Task instructions
Print the first line of the data below and every one after it, through the line containing "pub fn new(typ: OfpType, xid: u32)", exactly as written.

Excerpted data
*** Block opens ***
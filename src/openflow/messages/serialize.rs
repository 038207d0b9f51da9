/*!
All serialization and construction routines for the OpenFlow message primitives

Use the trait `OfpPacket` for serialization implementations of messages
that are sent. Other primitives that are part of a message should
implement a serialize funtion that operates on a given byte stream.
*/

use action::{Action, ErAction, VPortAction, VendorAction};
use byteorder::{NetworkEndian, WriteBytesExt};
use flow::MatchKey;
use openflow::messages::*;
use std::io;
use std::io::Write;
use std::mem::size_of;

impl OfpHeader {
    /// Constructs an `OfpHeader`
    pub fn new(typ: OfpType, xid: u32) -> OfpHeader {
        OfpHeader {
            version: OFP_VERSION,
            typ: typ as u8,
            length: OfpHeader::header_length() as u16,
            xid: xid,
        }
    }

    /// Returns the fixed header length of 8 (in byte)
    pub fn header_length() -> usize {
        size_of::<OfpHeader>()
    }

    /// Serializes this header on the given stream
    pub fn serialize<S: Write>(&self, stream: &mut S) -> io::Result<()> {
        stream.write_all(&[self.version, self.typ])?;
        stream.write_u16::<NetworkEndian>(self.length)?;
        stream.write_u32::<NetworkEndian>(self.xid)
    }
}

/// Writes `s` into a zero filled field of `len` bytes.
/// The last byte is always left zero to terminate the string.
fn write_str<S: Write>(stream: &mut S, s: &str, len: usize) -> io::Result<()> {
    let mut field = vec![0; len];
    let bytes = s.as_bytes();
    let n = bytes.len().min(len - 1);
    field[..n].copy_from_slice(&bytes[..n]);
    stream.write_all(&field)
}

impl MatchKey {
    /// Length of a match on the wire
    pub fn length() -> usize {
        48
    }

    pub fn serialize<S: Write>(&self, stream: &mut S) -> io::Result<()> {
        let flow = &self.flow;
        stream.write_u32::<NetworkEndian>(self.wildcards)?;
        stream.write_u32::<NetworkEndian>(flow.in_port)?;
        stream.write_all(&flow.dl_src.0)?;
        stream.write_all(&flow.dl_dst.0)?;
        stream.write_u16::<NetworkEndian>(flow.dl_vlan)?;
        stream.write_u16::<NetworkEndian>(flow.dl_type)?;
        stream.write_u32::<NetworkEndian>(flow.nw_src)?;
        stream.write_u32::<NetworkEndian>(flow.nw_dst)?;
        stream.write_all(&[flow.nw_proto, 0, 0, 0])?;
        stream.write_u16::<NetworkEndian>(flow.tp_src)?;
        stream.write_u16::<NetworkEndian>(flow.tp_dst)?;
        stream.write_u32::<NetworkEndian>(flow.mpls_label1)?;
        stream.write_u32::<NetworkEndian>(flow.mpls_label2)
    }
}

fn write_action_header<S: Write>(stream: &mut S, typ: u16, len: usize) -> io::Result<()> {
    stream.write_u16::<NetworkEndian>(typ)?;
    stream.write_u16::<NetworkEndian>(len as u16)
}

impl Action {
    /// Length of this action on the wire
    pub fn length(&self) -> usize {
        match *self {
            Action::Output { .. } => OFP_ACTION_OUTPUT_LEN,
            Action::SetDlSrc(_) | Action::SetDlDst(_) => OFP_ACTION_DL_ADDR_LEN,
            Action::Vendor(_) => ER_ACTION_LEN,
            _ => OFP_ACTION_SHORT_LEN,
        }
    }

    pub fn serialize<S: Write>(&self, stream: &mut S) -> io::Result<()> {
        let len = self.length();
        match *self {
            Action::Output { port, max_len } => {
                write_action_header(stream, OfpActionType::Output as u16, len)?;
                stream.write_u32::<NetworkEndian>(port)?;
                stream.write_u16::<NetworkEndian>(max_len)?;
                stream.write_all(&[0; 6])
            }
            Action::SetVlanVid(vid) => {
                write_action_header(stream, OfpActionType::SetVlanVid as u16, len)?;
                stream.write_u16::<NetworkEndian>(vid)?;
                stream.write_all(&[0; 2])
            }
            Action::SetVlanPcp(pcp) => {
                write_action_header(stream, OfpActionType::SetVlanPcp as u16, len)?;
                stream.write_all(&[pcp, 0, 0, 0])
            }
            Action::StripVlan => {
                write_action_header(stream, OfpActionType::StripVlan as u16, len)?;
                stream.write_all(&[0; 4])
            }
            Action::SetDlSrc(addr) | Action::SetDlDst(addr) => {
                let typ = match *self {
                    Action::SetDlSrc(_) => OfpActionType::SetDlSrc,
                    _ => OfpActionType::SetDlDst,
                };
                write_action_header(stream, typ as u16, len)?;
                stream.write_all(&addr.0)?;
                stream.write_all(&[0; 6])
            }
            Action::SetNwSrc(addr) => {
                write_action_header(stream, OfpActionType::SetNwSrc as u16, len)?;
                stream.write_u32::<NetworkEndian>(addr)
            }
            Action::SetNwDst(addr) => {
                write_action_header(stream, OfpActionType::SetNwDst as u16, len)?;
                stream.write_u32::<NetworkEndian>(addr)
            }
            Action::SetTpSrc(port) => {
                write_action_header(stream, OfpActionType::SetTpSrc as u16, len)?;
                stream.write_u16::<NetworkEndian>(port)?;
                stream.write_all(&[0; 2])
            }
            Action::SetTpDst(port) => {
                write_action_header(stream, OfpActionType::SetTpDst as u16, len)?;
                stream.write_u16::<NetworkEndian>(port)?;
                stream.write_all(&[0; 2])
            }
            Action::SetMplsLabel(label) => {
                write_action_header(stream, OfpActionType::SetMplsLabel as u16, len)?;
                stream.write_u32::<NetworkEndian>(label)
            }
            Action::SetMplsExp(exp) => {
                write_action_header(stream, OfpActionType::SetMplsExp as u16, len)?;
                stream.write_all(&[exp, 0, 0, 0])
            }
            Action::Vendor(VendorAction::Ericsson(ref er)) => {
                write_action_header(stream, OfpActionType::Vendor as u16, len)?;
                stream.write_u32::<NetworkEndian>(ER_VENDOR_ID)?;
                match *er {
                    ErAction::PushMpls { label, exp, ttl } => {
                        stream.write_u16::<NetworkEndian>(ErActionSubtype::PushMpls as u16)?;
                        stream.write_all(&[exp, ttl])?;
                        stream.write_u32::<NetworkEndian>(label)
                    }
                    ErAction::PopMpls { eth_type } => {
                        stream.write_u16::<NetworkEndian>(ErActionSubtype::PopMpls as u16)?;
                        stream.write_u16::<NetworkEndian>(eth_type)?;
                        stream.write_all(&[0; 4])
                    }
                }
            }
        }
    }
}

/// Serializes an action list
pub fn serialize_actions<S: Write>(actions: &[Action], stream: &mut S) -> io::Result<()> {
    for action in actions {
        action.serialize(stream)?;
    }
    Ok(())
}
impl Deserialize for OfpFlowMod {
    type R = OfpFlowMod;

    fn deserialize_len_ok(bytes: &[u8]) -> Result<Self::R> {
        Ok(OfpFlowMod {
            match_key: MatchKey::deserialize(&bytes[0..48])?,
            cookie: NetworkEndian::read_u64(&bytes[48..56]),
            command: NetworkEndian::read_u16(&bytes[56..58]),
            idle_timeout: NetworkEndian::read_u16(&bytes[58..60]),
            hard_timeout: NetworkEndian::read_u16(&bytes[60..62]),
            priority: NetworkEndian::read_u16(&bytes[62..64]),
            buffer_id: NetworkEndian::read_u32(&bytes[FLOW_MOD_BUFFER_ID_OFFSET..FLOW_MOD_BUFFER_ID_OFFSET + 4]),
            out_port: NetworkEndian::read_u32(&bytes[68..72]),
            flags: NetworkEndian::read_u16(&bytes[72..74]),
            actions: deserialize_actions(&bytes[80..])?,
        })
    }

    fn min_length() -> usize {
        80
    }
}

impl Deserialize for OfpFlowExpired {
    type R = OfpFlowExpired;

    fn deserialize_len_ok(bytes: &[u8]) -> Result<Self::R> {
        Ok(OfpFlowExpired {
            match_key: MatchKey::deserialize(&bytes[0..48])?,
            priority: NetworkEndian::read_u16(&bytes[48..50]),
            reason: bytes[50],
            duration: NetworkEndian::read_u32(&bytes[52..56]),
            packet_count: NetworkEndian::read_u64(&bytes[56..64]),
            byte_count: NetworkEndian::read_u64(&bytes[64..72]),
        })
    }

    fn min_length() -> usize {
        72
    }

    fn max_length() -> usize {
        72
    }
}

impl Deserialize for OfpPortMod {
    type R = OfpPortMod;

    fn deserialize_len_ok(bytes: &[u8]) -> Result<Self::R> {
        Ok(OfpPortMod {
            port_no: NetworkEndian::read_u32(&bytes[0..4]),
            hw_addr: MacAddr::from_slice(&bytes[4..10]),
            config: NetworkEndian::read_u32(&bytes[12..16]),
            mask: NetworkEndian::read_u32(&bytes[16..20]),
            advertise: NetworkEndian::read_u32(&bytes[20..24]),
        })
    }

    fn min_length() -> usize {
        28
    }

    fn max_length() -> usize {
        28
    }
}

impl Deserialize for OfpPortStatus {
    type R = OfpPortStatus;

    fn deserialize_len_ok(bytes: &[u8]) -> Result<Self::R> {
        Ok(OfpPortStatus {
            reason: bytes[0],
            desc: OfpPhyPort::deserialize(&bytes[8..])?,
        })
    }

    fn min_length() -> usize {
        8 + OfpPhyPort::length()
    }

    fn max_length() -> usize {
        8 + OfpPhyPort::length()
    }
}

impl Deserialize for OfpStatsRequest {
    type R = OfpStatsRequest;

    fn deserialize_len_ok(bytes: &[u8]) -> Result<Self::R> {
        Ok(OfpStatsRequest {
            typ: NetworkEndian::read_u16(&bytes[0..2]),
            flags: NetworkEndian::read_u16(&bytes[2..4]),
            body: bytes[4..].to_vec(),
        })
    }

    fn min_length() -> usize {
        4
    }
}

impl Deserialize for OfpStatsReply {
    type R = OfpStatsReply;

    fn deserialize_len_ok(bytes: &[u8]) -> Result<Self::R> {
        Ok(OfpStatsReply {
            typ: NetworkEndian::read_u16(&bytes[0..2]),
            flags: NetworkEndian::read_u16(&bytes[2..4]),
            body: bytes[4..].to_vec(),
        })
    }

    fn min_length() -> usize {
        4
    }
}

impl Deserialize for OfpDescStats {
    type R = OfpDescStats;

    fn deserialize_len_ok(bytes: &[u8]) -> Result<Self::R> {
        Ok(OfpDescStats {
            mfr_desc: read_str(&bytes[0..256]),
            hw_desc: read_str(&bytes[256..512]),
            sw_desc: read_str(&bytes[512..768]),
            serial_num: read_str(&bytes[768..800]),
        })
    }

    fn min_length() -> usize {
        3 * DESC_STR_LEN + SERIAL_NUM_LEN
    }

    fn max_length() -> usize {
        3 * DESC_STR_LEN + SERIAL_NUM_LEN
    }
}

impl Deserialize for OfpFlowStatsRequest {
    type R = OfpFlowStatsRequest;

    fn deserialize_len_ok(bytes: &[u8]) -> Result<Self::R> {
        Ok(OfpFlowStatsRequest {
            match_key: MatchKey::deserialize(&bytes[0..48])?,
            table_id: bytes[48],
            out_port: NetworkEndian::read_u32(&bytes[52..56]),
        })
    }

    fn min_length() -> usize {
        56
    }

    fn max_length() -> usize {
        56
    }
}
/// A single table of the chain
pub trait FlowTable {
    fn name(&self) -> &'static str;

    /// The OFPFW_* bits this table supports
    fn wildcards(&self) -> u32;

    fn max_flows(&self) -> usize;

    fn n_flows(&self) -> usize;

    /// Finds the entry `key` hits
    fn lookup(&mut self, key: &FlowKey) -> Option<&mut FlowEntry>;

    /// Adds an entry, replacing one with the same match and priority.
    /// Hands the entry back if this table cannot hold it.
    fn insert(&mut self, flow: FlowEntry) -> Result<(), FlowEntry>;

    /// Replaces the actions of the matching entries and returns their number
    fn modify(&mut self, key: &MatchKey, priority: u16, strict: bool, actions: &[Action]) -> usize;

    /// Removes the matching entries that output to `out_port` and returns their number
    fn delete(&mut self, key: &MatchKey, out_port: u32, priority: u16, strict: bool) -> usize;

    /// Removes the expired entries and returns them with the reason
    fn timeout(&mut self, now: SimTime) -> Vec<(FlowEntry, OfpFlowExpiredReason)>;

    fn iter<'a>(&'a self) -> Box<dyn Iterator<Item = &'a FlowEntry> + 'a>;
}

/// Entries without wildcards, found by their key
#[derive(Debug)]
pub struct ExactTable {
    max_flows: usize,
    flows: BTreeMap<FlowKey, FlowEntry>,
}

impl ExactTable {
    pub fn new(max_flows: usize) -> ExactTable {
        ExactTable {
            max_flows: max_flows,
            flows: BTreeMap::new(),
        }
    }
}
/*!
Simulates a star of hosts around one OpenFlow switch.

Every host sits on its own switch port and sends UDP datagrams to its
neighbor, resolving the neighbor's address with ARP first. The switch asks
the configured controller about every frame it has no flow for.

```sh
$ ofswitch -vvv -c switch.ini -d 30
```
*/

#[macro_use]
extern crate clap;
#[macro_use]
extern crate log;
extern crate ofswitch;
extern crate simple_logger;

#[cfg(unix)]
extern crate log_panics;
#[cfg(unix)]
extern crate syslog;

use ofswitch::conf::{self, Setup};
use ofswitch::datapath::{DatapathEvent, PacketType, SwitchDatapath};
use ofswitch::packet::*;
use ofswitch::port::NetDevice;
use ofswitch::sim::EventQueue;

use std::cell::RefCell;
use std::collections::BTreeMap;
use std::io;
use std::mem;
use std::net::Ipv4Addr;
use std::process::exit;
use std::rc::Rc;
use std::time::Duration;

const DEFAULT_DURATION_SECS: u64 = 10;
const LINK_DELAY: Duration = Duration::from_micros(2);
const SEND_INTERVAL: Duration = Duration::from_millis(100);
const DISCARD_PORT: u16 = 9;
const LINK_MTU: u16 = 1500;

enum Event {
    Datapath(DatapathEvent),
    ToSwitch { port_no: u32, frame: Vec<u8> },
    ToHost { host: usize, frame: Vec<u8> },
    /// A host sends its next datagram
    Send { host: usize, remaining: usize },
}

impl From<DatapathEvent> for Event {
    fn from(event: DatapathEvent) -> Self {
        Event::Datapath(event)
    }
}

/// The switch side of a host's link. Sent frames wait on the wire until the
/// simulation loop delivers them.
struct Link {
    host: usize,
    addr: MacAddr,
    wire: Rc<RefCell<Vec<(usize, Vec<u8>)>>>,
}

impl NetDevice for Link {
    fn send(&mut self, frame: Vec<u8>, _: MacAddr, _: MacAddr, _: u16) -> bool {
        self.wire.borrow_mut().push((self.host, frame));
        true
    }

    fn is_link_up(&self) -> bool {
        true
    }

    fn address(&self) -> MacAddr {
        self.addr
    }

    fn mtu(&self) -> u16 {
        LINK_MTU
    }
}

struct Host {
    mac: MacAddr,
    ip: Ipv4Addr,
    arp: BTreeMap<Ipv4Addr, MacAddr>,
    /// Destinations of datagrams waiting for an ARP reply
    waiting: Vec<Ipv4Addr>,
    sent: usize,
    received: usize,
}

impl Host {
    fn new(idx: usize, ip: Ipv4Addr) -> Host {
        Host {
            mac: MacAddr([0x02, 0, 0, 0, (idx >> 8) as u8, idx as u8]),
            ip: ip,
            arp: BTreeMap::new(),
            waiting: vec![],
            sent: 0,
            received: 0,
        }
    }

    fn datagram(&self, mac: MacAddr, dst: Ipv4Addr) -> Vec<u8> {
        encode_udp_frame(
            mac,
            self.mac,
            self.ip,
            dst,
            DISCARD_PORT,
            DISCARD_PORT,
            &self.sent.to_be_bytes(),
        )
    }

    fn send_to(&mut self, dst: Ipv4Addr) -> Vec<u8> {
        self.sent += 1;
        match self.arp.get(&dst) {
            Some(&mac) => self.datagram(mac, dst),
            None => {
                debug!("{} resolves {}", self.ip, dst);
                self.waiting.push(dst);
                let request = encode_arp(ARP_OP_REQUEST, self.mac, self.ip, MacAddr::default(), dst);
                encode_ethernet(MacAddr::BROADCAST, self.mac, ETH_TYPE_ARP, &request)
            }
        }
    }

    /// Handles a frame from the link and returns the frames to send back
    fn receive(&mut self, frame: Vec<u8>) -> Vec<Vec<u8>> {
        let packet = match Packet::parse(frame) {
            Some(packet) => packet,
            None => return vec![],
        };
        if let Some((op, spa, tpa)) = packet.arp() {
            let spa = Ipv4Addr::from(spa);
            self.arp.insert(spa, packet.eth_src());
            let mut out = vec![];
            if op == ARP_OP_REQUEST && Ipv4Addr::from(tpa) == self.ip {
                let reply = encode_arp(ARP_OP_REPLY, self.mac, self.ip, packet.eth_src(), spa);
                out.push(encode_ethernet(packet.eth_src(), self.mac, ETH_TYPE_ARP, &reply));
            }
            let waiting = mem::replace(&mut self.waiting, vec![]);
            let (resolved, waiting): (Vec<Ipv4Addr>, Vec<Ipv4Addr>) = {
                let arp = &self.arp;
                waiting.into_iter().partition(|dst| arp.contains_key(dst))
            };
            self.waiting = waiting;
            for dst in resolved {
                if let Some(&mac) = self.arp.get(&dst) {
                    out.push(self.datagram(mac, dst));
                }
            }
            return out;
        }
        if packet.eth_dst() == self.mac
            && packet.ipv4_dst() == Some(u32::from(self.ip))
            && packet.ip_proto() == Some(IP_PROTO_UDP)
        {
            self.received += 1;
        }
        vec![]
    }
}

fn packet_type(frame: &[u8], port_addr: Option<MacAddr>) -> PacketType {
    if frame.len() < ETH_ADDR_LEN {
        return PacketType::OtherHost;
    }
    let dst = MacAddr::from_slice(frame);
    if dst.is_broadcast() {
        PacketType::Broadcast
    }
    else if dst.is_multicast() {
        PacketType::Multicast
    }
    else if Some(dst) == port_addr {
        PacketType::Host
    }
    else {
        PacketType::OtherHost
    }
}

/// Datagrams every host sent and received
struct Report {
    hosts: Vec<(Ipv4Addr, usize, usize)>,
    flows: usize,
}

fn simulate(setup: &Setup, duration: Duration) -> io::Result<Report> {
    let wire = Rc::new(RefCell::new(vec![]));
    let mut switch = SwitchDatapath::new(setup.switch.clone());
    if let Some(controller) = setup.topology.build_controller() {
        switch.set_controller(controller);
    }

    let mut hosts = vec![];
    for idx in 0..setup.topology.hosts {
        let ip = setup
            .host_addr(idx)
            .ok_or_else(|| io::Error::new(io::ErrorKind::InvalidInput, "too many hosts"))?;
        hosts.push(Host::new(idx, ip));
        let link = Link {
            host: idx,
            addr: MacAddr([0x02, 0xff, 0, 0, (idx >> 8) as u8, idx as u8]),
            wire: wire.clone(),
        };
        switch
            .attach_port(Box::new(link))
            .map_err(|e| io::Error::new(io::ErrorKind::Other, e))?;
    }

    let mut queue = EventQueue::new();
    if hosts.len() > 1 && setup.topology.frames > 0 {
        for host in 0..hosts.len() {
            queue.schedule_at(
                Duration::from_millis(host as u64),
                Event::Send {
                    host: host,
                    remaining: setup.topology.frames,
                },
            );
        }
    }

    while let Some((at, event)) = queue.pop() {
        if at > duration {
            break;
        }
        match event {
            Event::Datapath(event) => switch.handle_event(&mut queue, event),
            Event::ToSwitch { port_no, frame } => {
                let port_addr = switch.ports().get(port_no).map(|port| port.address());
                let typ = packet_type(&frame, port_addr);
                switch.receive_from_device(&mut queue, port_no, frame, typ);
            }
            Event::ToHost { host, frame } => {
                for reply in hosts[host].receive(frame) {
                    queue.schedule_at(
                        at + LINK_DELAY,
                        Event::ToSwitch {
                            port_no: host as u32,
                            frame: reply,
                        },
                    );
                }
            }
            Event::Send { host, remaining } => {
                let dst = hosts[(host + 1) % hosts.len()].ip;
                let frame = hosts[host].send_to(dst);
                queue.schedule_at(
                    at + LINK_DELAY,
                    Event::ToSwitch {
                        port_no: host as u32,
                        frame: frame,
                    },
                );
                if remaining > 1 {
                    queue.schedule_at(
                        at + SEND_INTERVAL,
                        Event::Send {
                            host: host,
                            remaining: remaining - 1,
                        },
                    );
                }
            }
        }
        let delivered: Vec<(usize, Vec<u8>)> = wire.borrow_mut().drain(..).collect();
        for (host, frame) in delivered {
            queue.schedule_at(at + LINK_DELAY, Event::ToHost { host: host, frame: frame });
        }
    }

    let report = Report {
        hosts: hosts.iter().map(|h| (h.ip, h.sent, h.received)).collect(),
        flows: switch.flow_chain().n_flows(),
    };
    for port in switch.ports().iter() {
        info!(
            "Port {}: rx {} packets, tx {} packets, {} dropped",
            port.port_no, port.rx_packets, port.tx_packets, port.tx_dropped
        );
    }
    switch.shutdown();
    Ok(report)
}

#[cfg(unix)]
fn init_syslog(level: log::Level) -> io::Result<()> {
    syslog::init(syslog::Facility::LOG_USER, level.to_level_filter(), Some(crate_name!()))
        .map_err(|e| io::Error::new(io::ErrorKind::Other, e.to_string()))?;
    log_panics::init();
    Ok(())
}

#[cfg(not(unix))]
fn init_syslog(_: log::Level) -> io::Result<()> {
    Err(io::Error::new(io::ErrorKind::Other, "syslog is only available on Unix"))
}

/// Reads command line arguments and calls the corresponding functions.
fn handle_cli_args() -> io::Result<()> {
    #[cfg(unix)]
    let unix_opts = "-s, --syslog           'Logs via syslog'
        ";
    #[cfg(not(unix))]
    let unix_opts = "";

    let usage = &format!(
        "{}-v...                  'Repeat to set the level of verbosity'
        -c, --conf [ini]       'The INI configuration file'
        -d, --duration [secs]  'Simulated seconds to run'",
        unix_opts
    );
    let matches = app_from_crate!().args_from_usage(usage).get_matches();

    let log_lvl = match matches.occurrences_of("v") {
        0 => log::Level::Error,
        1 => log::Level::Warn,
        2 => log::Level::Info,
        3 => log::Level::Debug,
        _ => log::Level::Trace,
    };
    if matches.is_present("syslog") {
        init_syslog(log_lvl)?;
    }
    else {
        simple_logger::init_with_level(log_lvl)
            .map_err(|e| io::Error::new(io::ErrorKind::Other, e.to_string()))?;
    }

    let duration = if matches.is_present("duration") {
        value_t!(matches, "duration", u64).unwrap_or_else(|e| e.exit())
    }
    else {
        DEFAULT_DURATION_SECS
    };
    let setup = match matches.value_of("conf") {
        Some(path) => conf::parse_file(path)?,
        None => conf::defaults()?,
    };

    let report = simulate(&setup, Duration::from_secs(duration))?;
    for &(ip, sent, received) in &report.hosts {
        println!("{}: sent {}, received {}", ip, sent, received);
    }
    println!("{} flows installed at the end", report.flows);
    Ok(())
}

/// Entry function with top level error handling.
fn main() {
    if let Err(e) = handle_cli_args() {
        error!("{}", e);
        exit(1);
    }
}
*** Block closes ***
Output of the task
filename src/openflow/messages/serialize.rs
repository 038207d0b9f51da9
/*!
All serialization and construction routines for the OpenFlow message primitives

Use the trait `OfpPacket` for serialization implementations of messages
that are sent. Other primitives that are part of a message should
implement a serialize funtion that operates on a given byte stream.
*/

use action::{Action, ErAction, VPortAction, VendorAction};
use byteorder::{NetworkEndian, WriteBytesExt};
use flow::MatchKey;
use openflow::messages::*;
use std::io;
use std::io::Write;
use std::mem::size_of;

impl OfpHeader {
    /// Constructs an `OfpHeader`
    pub fn new(typ: OfpType, xid: u32) -> OfpHeader {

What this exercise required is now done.